# taz.de -- Netflix will Videospiele anbieten: Stranger Games
       
       > Der Streamingdienst Netflix will ab 2022 eigene Games anbieten, um dem
       > stagnierenden Wachstum entgegenzuwirken. Ob das klappt?
       
 (IMG) Bild: Bitte lieber Netflix-Games statt „Fortnite“, wird sich Reed Hastings denken
       
       Ob Reed Hastings selbst gern „Fortnite“ zockt, wissen wir nicht. Was wir
       aber wissen: Der Netflix-Gründer und CEO möchte Games gern im Angebot
       seines Streamingdienstes haben. So verkündete das Unternehmen Ende Juli
       [1][bei der Präsentation der Zahlen für das zweite Quartal 2021], dass man
       im Laufe des Jahres 2022 auch eigene Spiele auf der Plattform anbieten
       wolle. Für den Anfang wolle man sich auf Mobile-Games, also Games für
       Smartphones oder Tablets, beschränken. Die Abogebühren sollen nicht
       steigen, die Spiele werbefrei bleiben. Zu schön, um wahr zu sein?
       
       Dass Netflix Games entwickeln und anbieten will, hat sich in den letzten
       Jahren bereits angedeutet. „Wir konkurrieren mehr mit Fortnite als mit HBO
       – und wir verlieren“, s[2][chrieb Hastings Anfang 2019] in einem Brief an
       die Aktionäre. Damit spielte er auf die sogenannte Screen Time an, die
       Bildschirmzeit.
       
       Menschen, die den vor allem bei Jugendlichen beliebten Onlineshooter
       „Fortnite“ spielen, schauen demnach kein Netflix und denken
       höchstwahrscheinlich auch nicht daran, ein Abo abzuschließen. Außerdem ist
       „Fortnite“ [3][mit einem Umsatz von 9,1 Milliarden US-Dollar] allein 2018
       und 2019 eine wahre Goldgrube für das Studio Epic Games. Eine Goldgrube,
       von der auch Hastings etwas abhaben will, [4][um das stagnierende Wachstum
       neu zu befeuern.] Mit eigenen Games.
       
       Schon auf den [5][großen Spielemessen E3 in Los Angeles] und Gamescom in
       Köln hatte das Unternehmen 2019 große Stände aufgebaut: „Deine
       Lieblingsserien zum Leben erweckt: Wie Netflix-Originale zu Videospielen
       werden“. Damit warb das Unternehmen für seinen dicken Markenkatalog.
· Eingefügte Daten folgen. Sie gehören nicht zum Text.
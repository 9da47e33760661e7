//! Configuration types for the equity pipeline.
//!
//! This module provides configuration options using the builder pattern
//! for flexible and ergonomic pipeline setup. The configuration is
//! serde-compatible so a presentation layer can send it as JSON.

use crate::utils::parse_date_str;
use chrono::NaiveDate;
use serde::{Deserialize, Serialize};

/// Default multiplier applied to the IQR when flagging outliers.
pub const DEFAULT_OUTLIER_MULTIPLIER: f64 = 2.5;

/// Default minimum share (percent) a category needs to be kept.
pub const DEFAULT_FREQUENCY_THRESHOLD_PCT: f64 = 3.0;

/// Default policy-change date.
pub const DEFAULT_CUTOFF_DATE: &str = "2028-03-01";

/// Names of the derived indicator columns.
pub const REPORTED_COLUMN: &str = "reported";
pub const TEST_POSITIVE_COLUMN: &str = "test_positive";
pub const TEST_ORDERED_COLUMN: &str = "test_ordered";

/// Mapping from semantic roles to column names in the source table.
#[derive(Debug, Clone, PartialEq, Serialize, Deserialize)]
#[serde(default)]
pub struct ColumnRoles {
    /// Unique record identifier, used to report and remove outliers.
    pub id_column: String,

    /// Numeric column checked for outliers. `None` skips outlier detection.
    pub numeric_column: Option<String>,

    /// Categorical sensitive attribute the metrics are grouped by.
    pub sensitive_column: String,

    /// Columns whose presence marks a record as reported.
    pub output_columns: Vec<String>,

    /// Substring identifying test-result columns (e.g. `fentanyl_detected`).
    pub detected_marker: String,

    /// Column whose presence marks a test as ordered.
    pub collection_date_column: String,

    /// Date column used for the before/after split. Required.
    pub partition_date_column: String,
}

impl Default for ColumnRoles {
    fn default() -> Self {
        Self {
            id_column: "encounter_id".to_string(),
            numeric_column: Some("maternal_age".to_string()),
            sensitive_column: "maternal_race".to_string(),
            output_columns: vec!["cps_reporting_date".to_string()],
            detected_marker: "detected".to_string(),
            collection_date_column: "uds_collection_date".to_string(),
            partition_date_column: "uds_collection_date".to_string(),
        }
    }
}

/// The two groups compared by the demographic parity ratio (`a / b`).
#[derive(Debug, Clone, PartialEq, Eq, Serialize, Deserialize)]
pub struct ReferenceGroups {
    pub group_a: String,
    pub group_b: String,
}

impl ReferenceGroups {
    pub fn new(group_a: impl Into<String>, group_b: impl Into<String>) -> Self {
        Self {
            group_a: group_a.into(),
            group_b: group_b.into(),
        }
    }
}

/// Configuration for the equity pipeline.
///
/// Use [`EquityConfig::builder()`] to create a new configuration
/// with fluent API.
///
/// # Example
///
/// ```rust,ignore
/// use equity_processing::config::{EquityConfig, ReferenceGroups};
///
/// let config = EquityConfig::builder()
///     .outlier_multiplier(1.5)
///     .frequency_threshold_pct(5.0)
///     .parity_reference_groups(ReferenceGroups::new("Black", "White"))
///     .build()?;
/// ```
#[derive(Debug, Clone, PartialEq, Serialize, Deserialize)]
#[serde(default)]
pub struct EquityConfig {
    /// Multiplier `k` for the IQR outlier bounds. Must be > 0.
    /// Default: 2.5
    pub outlier_multiplier: f64,

    /// Whether flagged outlier records are removed before filtering.
    /// Default: true
    pub remove_outliers: bool,

    /// Categories with a share at or below this percentage are dropped (0 - 100).
    /// Default: 3.0
    pub frequency_threshold_pct: f64,

    /// Policy-change date; records on or after it fall in the `after` window.
    /// Default: "2028-03-01"
    pub partition_cutoff_date: String,

    /// Fail on unparseable dates instead of excluding the rows.
    /// Default: false
    pub strict_dates: bool,

    /// Column-role mapping.
    pub columns: ColumnRoles,

    /// Indicator treated as ground truth by the metrics engine.
    /// Default: "test_positive"
    pub ground_truth_column: String,

    /// Indicator treated as the prediction by the metrics engine.
    /// Default: "test_ordered"
    pub predicted_column: String,

    /// Groups compared by the demographic parity ratio. `None` skips parity.
    /// Default: None
    pub parity_reference_groups: Option<ReferenceGroups>,
}

impl Default for EquityConfig {
    fn default() -> Self {
        Self {
            outlier_multiplier: DEFAULT_OUTLIER_MULTIPLIER,
            remove_outliers: true,
            frequency_threshold_pct: DEFAULT_FREQUENCY_THRESHOLD_PCT,
            partition_cutoff_date: DEFAULT_CUTOFF_DATE.to_string(),
            strict_dates: false,
            columns: ColumnRoles::default(),
            ground_truth_column: TEST_POSITIVE_COLUMN.to_string(),
            predicted_column: TEST_ORDERED_COLUMN.to_string(),
            parity_reference_groups: None,
        }
    }
}

impl EquityConfig {
    /// Create a new configuration builder.
    pub fn builder() -> EquityConfigBuilder {
        EquityConfigBuilder::default()
    }

    /// Parse a configuration from JSON, filling unspecified fields with defaults.
    pub fn from_json(json: &str) -> crate::error::Result<Self> {
        let config: EquityConfig = serde_json::from_str(json)?;
        config.validate()?;
        Ok(config)
    }

    /// The parsed partition cutoff date.
    pub fn cutoff_date(&self) -> Result<NaiveDate, ConfigValidationError> {
        parse_date_str(&self.partition_cutoff_date)
            .ok_or_else(|| ConfigValidationError::InvalidCutoffDate(self.partition_cutoff_date.clone()))
    }

    /// Validate the configuration and return errors if invalid.
    pub fn validate(&self) -> Result<(), ConfigValidationError> {
        if !self.outlier_multiplier.is_finite() || self.outlier_multiplier <= 0.0 {
            return Err(ConfigValidationError::InvalidMultiplier(
                self.outlier_multiplier,
            ));
        }

        if !(0.0..=100.0).contains(&self.frequency_threshold_pct) {
            return Err(ConfigValidationError::InvalidThreshold {
                field: "frequency_threshold_pct".to_string(),
                value: self.frequency_threshold_pct,
            });
        }

        self.cutoff_date()?;

        for (field, value) in [
            ("columns.sensitive_column", &self.columns.sensitive_column),
            ("columns.id_column", &self.columns.id_column),
            ("columns.partition_date_column", &self.columns.partition_date_column),
            ("ground_truth_column", &self.ground_truth_column),
            ("predicted_column", &self.predicted_column),
        ] {
            if value.trim().is_empty() {
                return Err(ConfigValidationError::EmptyColumnName(field.to_string()));
            }
        }

        if let Some(groups) = &self.parity_reference_groups
            && groups.group_a == groups.group_b
        {
            return Err(ConfigValidationError::IdenticalReferenceGroups(
                groups.group_a.clone(),
            ));
        }

        Ok(())
    }
}

/// Errors that can occur during configuration validation.
#[derive(Debug, thiserror::Error)]
pub enum ConfigValidationError {
    #[error("Invalid threshold for '{field}': {value} (must be between 0 and 100)")]
    InvalidThreshold { field: String, value: f64 },

    #[error("Invalid outlier multiplier: {0} (must be a positive number)")]
    InvalidMultiplier(f64),

    #[error("Invalid partition cutoff date: '{0}'")]
    InvalidCutoffDate(String),

    #[error("Column name for '{0}' must not be empty")]
    EmptyColumnName(String),

    #[error("Parity reference groups must differ (both are '{0}')")]
    IdenticalReferenceGroups(String),
}

/// Builder for [`EquityConfig`] with fluent API.
#[derive(Debug, Default)]
pub struct EquityConfigBuilder {
    outlier_multiplier: Option<f64>,
    remove_outliers: Option<bool>,
    frequency_threshold_pct: Option<f64>,
    partition_cutoff_date: Option<String>,
    strict_dates: Option<bool>,
    columns: Option<ColumnRoles>,
    sensitive_column: Option<String>,
    ground_truth_column: Option<String>,
    predicted_column: Option<String>,
    parity_reference_groups: Option<ReferenceGroups>,
}

impl EquityConfigBuilder {
    /// Set the IQR multiplier used for outlier bounds.
    pub fn outlier_multiplier(mut self, multiplier: f64) -> Self {
        self.outlier_multiplier = Some(multiplier);
        self
    }

    /// Enable or disable removal of flagged outliers.
    pub fn remove_outliers(mut self, remove: bool) -> Self {
        self.remove_outliers = Some(remove);
        self
    }

    /// Set the category frequency threshold.
    ///
    /// # Arguments
    /// * `threshold` - Percentage between 0 and 100 (e.g., 3.0 = 3%)
    pub fn frequency_threshold_pct(mut self, threshold: f64) -> Self {
        self.frequency_threshold_pct = Some(threshold);
        self
    }

    /// Set the policy-change date (e.g. "2028-03-01").
    pub fn partition_cutoff_date(mut self, date: impl Into<String>) -> Self {
        self.partition_cutoff_date = Some(date.into());
        self
    }

    /// Fail on unparseable dates instead of excluding them.
    pub fn strict_dates(mut self, strict: bool) -> Self {
        self.strict_dates = Some(strict);
        self
    }

    /// Replace the whole column-role mapping.
    pub fn columns(mut self, columns: ColumnRoles) -> Self {
        self.columns = Some(columns);
        self
    }

    /// Override only the sensitive column of the mapping.
    pub fn sensitive_column(mut self, column: impl Into<String>) -> Self {
        self.sensitive_column = Some(column.into());
        self
    }

    /// Set the ground-truth indicator column.
    pub fn ground_truth_column(mut self, column: impl Into<String>) -> Self {
        self.ground_truth_column = Some(column.into());
        self
    }

    /// Set the predicted indicator column.
    pub fn predicted_column(mut self, column: impl Into<String>) -> Self {
        self.predicted_column = Some(column.into());
        self
    }

    /// Set the groups compared by the demographic parity ratio.
    pub fn parity_reference_groups(mut self, groups: ReferenceGroups) -> Self {
        self.parity_reference_groups = Some(groups);
        self
    }

    /// Build the configuration.
    ///
    /// Returns a validated `EquityConfig` or an error if validation fails.
    pub fn build(self) -> Result<EquityConfig, ConfigValidationError> {
        let mut columns = self.columns.unwrap_or_default();
        if let Some(sensitive) = self.sensitive_column {
            columns.sensitive_column = sensitive;
        }

        let config = EquityConfig {
            outlier_multiplier: self
                .outlier_multiplier
                .unwrap_or(DEFAULT_OUTLIER_MULTIPLIER),
            remove_outliers: self.remove_outliers.unwrap_or(true),
            frequency_threshold_pct: self
                .frequency_threshold_pct
                .unwrap_or(DEFAULT_FREQUENCY_THRESHOLD_PCT),
            partition_cutoff_date: self
                .partition_cutoff_date
                .unwrap_or_else(|| DEFAULT_CUTOFF_DATE.to_string()),
            strict_dates: self.strict_dates.unwrap_or(false),
            columns,
            ground_truth_column: self
                .ground_truth_column
                .unwrap_or_else(|| TEST_POSITIVE_COLUMN.to_string()),
            predicted_column: self
                .predicted_column
                .unwrap_or_else(|| TEST_ORDERED_COLUMN.to_string()),
            parity_reference_groups: self.parity_reference_groups,
        };

        config.validate()?;
        Ok(config)
    }
}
Die
       Idee, aus eigenen Serien eigene Games zu entwickeln, klingt plausibel: Als
       ballernder DEA-Agent im „Narcos“-Universum oder als Schachprofi in „Das
       Damengambit“ könnte man viele Fans abholen.
       
       ## Mittel zum Zweck
       
       Zwei kleinere Spiele [6][zum Serienhit „Stranger Things“] gibt es bereits.
       Darin steuert man die Figuren aus der Retroshow aus der Vogelperspektive in
       zeitgenössischer Pixelgrafik, vermöbelt Gegnerhorden und löst die
       immergleichen Schalterrätsel. Die beiden Spiele wurden noch von externen
       Studios entwickelt, bei denen Netflix lediglich als Produzent auftrat. Auch
       kooperiert die Streaming-Plattform bereits mit Spielestudios wie CD Projekt
       bei der Serienverfilmung von „The Witcher“ oder [7][mit Epic Games, die ein
       Event von „Fortnite“] in der Welt von „Stranger Things“ spielen ließen.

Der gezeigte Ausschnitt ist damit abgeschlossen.